La historia de un cuadro

En el Paris de 1900, Jean Pierre era un modesto pintor de cuadros de plazas, grandes catedrales, caminos de campaña, todas esas escenas que les gustan a los turistas que llegan  de todos los continentes atraídos por los encantos de la gran capital. Trabajaba durante el día en una almacén de granos y de noche  pintaba sus oleos que un amigo terminaba con marcos dorados. Marie, su mujer, se ponía en uno de los andenes de  la estación y vendía los cuadros de su marido. Cuando éste murió de una enfermedad incurable, ella se quedó sola con dos muchachos para criar. Su único recurso fue una pieza llena de cuadros con escenas de Paris.

Aquella tarde, del tren que venía de Lyon, bajó una pareja de unos 50 años muy bien vestidos y hablando un idioma que Marie no entendió pero que pudo distinguir como español. Ernestina se paró a mirar los cuadros que Marie ofrecía y, con una frase que ésta no comprendió, hizo que su marido le comprara uno con una escena de una plaza de París. Por muchos años, el cuadro ocupó un lugar central en el pequeño escritorio de la casa de la estancia del matrimonio.

Cuando su esposo falleció, Ernestina vendió el campo y se vino a Montevideo a un pequeño apartamento en la calle San José. Sus hijos, ya grandes, habían formado sus familias propias.

Ella pasó sus últimos años en el centro de la ciudad reviviendo sus recuerdos. Sentada en el living miraba frecuentemente cómo la luz de la ventana iba cambiando los tonos de la escena de aquella plaza de Paris según la hora del día. El viejo marco dorado a la hoja mostraba algún desgaste pero la memoria más gastada aun de Ernestina recordaba claramente su alegría el día que su esposo le compró ese cuadro en la Garde de Lyon. Mirándolo, dio sus últimos suspiros según contó la empleada que la encontró sentada ya sin vida.

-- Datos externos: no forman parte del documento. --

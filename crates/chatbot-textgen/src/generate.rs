//! Calls against the text-generation `/generate` endpoint.
//!
//! The backend exposes a single prompt-in, text-out operation. Sampling
//! parameters are fixed here and never configurable from inbound requests.

use serde::{Deserialize, Serialize};
use tracing::{error, info};
use uuid::Uuid;

use crate::error::TextGenError;

/// Default upstream endpoint, used when no override is configured.
pub const DEFAULT_ENDPOINT: &str = "https://0b95-34-142-240-196.ngrok-free.app/generate";

const MAX_NEW_TOKENS: u32 = 512;
const DO_SAMPLE: bool = true;
const TEMPERATURE: f64 = 0.7;
const TOP_P: f64 = 0.9;

/// Payload sent to the `/generate` endpoint.
#[derive(Debug, Clone, Serialize, Deserialize)]
pub struct GenerateRequest {
    pub prompt: String,
    pub max_new_tokens: u32,
    pub do_sample: bool,
    pub temperature: f64,
    pub top_p: f64,
}

impl GenerateRequest {
    /// Build a payload for `prompt` with the fixed sampling parameters.
    pub fn new(prompt: impl Into<String>) -> Self {
        GenerateRequest {
            prompt: prompt.into(),
            max_new_tokens: MAX_NEW_TOKENS,
            do_sample: DO_SAMPLE,
            temperature: TEMPERATURE,
            top_p: TOP_P,
        }
    }
}

/// Successful response from the `/generate` endpoint.
#[derive(Debug, Clone, Serialize, Deserialize)]
pub struct GenerateResponse {
    pub generated_text: String,
}

/// Send a prompt to the text-generation endpoint and return the generated
/// text.
///
/// One POST, no retries, no explicit timeout. An HTTP error status and a
/// network-level failure come back as distinct variants so the caller can
/// decide how much to surface; a 2xx body without a parsable
/// `generated_text` is `ResponseParse`.
pub async fn generate(
    client: &reqwest::Client,
    endpoint: &str,
    prompt: &str,
) -> Result<String, TextGenError> {
    let call_id = Uuid::new_v4();
    info!(call_id = %call_id, endpoint, "sending generation request");

    let response = client
        .post(endpoint)
        .json(&GenerateRequest::new(prompt))
        .send()
        .await?;

    let status = response.status();
    if !status.is_success() {
        let body = response.text().await.unwrap_or_default();
        error!(
            call_id = %call_id,
            status = status.as_u16(),
            body = %body,
            "generation endpoint returned an error"
        );
        return Err(TextGenError::Status {
            status: status.as_u16(),
            body,
        });
    }

    let body = response.text().await?;
    let parsed: GenerateResponse = serde_json::from_str(&body)
        .map_err(|e| TextGenError::ResponseParse(format!("{e}. Response: {body}")))?;

    info!(call_id = %call_id, "generation complete");

    Ok(parsed.generated_text)
}
use axum::Json;
use axum::http::StatusCode;
use axum::response::{IntoResponse, Response};

use chatbot_core::error::CoreError;
use chatbot_core::models::api::ErrorReply;

/// Unified API error type for route handlers.
///
/// The gateway contract has exactly one error shape: statusCode 500 with
/// `{success: false, error}`. The variants only exist to keep the log lines
/// apart.
#[derive(Debug)]
pub enum ApiError {
    /// The request body could not be decoded.
    Request(String),
    /// Anything unexpected past decoding.
    Internal(String),
}

impl IntoResponse for ApiError {
    fn into_response(self) -> Response {
        let message = match self {
            ApiError::Request(msg) => {
                tracing::error!("request error: {msg}");
                msg
            }
            ApiError::Internal(msg) => {
                tracing::error!("internal error: {msg}");
                msg
            }
        };

        (
            StatusCode::INTERNAL_SERVER_ERROR,
            Json(ErrorReply {
                success: false,
                error: message,
            }),
        )
            .into_response()
    }
}

impl From<CoreError> for ApiError {
    fn from(e: CoreError) -> Self {
        ApiError::Request(e.to_string())
    }
}

impl From<serde_json::Error> for ApiError {
    fn from(e: serde_json::Error) -> Self {
        ApiError::Request(e.to_string())
    }
}
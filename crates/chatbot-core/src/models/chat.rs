use serde::{Deserialize, Serialize};
use ts_rs::TS;

/// A single turn in a conversation.
#[derive(Debug, Clone, PartialEq, Serialize, Deserialize, TS)]
#[ts(export)]
pub struct ChatMessage {
    pub role: ChatRole,
    pub content: String,
}

/// Role of a chat message.
#[derive(Debug, Clone, Copy, PartialEq, Eq, Serialize, Deserialize, TS)]
#[serde(rename_all = "lowercase")]
#[ts(export)]
pub enum ChatRole {
    User,
    Assistant,
}

impl ChatMessage {
    pub fn user(content: impl Into<String>) -> Self {
        ChatMessage {
            role: ChatRole::User,
            content: content.into(),
        }
    }

    pub fn assistant(content: impl Into<String>) -> Self {
        ChatMessage {
            role: ChatRole::Assistant,
            content: content.into(),
        }
    }
}
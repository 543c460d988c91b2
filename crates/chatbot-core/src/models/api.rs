//! Request and response bodies for the `/chat` endpoint.
//!
//! The frontend sends `conversationHistory` in camelCase and omits it on the
//! first turn, so the field defaults to empty. Responses always carry a
//! `success` flag: the payload fields on 200, an `error` string on 500.

use serde::{Deserialize, Serialize};
use ts_rs::TS;

use crate::error::CoreError;
use crate::models::chat::ChatMessage;

/// Inbound chat request body.
#[derive(Debug, Clone, Serialize, Deserialize, TS)]
#[serde(rename_all = "camelCase")]
#[ts(export)]
pub struct ChatRequest {
    pub message: String,
    #[serde(default)]
    pub conversation_history: Vec<ChatMessage>,
}

impl ChatRequest {
    /// Parse a request from the raw body string.
    ///
    /// Malformed JSON and a missing `message` field both fail here, so the
    /// caller can surface them through its top-level error path.
    pub fn from_body(body: &str) -> Result<Self, CoreError> {
        Ok(serde_json::from_str(body)?)
    }
}

/// Successful chat response body.
#[derive(Debug, Clone, Serialize, Deserialize, TS)]
#[serde(rename_all = "camelCase")]
#[ts(export)]
pub struct ChatReply {
    pub success: bool,
    pub response: String,
    pub conversation_history: Vec<ChatMessage>,
}

/// Error response body.
#[derive(Debug, Clone, Serialize, Deserialize, TS)]
#[ts(export)]
pub struct ErrorReply {
    pub success: bool,
    pub error: String,
}
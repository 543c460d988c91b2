use axum::Json;
use axum::extract::State;
use tracing::{error, info};

use chatbot_core::models::api::{ChatReply, ChatRequest};
use chatbot_core::models::chat::ChatMessage;
use chatbot_textgen::error::TextGenError;
use chatbot_textgen::generate::generate;

use crate::error::ApiError;
use crate::state::AppState;

/// Relay a chat message to the text-generation backend.
///
/// The body is parsed from the raw string rather than through the `Json`
/// extractor: malformed input must answer with the 500 error envelope, not
/// an extractor rejection.
pub async fn chat(
    State(state): State<AppState>,
    body: String,
) -> Result<Json<ChatReply>, ApiError> {
    let request = ChatRequest::from_body(&body)?;

    info!(message = %request.message, model = %state.model_id, "processing message");

    let mut messages = request.conversation_history;
    messages.push(ChatMessage::user(request.message.clone()));

    // A failed upstream call degrades to a placeholder reply inside a 200
    // envelope; the caller cannot tell it apart from a real generation
    // except by the literal text. Only an unparsable 2xx body escapes as a
    // real error.
    let output_text = match generate(&state.http, &state.generate_endpoint, &request.message).await
    {
        Ok(text) => text,
        Err(err @ (TextGenError::Status { .. } | TextGenError::Network(_))) => {
            error!(error = %err, "generation failed, returning placeholder");
            "error".to_string()
        }
        Err(TextGenError::ResponseParse(msg)) => {
            return Err(ApiError::Internal(msg));
        }
    };

    Ok(Json(ChatReply {
        success: true,
        response: output_text,
        conversation_history: messages,
    }))
}
//! chatbot-lambda
//!
//! The chat relay service: one Lambda behind API Gateway that forwards a
//! user message to the text-generation backend and echoes the updated
//! conversation history back to the caller.

use axum::Router;
use axum::middleware as axum_mw;
use axum::routing::{get, post};

pub mod error;
pub mod middleware;
pub mod routes;
pub mod state;

use state::AppState;

/// Build the service router.
///
/// `/health` is unauthenticated; `/chat` sits behind the gateway's Cognito
/// authorizer in the deployed stack. The header middleware is outermost so
/// even router-generated responses (405s) carry the fixed header set.
pub fn app(state: AppState) -> Router {
    Router::new()
        .route("/health", get(routes::health::health_check))
        .route("/chat", post(routes::chat::chat))
        .layer(axum_mw::from_fn(middleware::identity::log_identity))
        .layer(axum_mw::from_fn(middleware::access_log::request_log))
        .layer(axum_mw::from_fn(middleware::headers::fixed_headers))
        .with_state(state)
}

Los hijos repartieron los bienes; los muebles y adornos se venderían en un remate

 

Martha y Juan habían estrenado su gran casa, los ahorros para construirla, las discusiones con el arquitecto, las largas conversaciones sobre cómo decorarla fueron parte importante de los comienzos de esa familia que empezaba a crecer. Primero, fueron buenos muebles, luego, las alfombras y dejaron para el final el gasto en los cuadros. Cuando llegó el momento de decorar las paredes se pusieron de acuerdo en que comprarían solo buenas pinturas, figurativas y con marcos importantes. Recorrieron galerías, remates de arte y anticuarios por meses sin encontrar lo que querían.

Una tarde, cuando se remataba el mobiliario que había sido de Ernestina en su  apartamento en la calle San José, entre varios cuadros sin mucha importancia Martha se enfrentó a la plaza de Paris. Para alegría del rematador, levantó la mano ansiosa y marchó esa misma tarde a colgar el primer cuadro de su nueva casa. Los años trajeron otros cuadros a hacerle compañía pero Martha nunca cambió de su lugar de privilegio, a ese, el primer cuadro que con gran orgullo comenzó a adornar su preciada casa.

El mundo, en su constante girar, trajo buenos y malos momentos a los dueños del cuadro y una triste tarde la plaza de Paris marchó junto a otros bienes al remate. Sus dueños marcharon aún más lejos al otro lado del mundo buscando mejores horizontes.

Un tiempo después de que Martha falleciera y de que Juan se estableciera de nuevo en Montevideo,  mientras recorría la sala de pintura de una casa de remates se volvió a enfrentar a la vieja y conocida plaza de Paris. Con el marco algo machucado y una fina capa de polvo, pasaba desapercibido pero Juan supo que estaba allí esperándolo a él. Cuando lo colgó en el mejor lugar de su nuevo hogar, pensó que lo mejor que podría pasarle a él sería dar sus últimos suspiros mirando esa querida vieja escena de esa  plaza de Paris.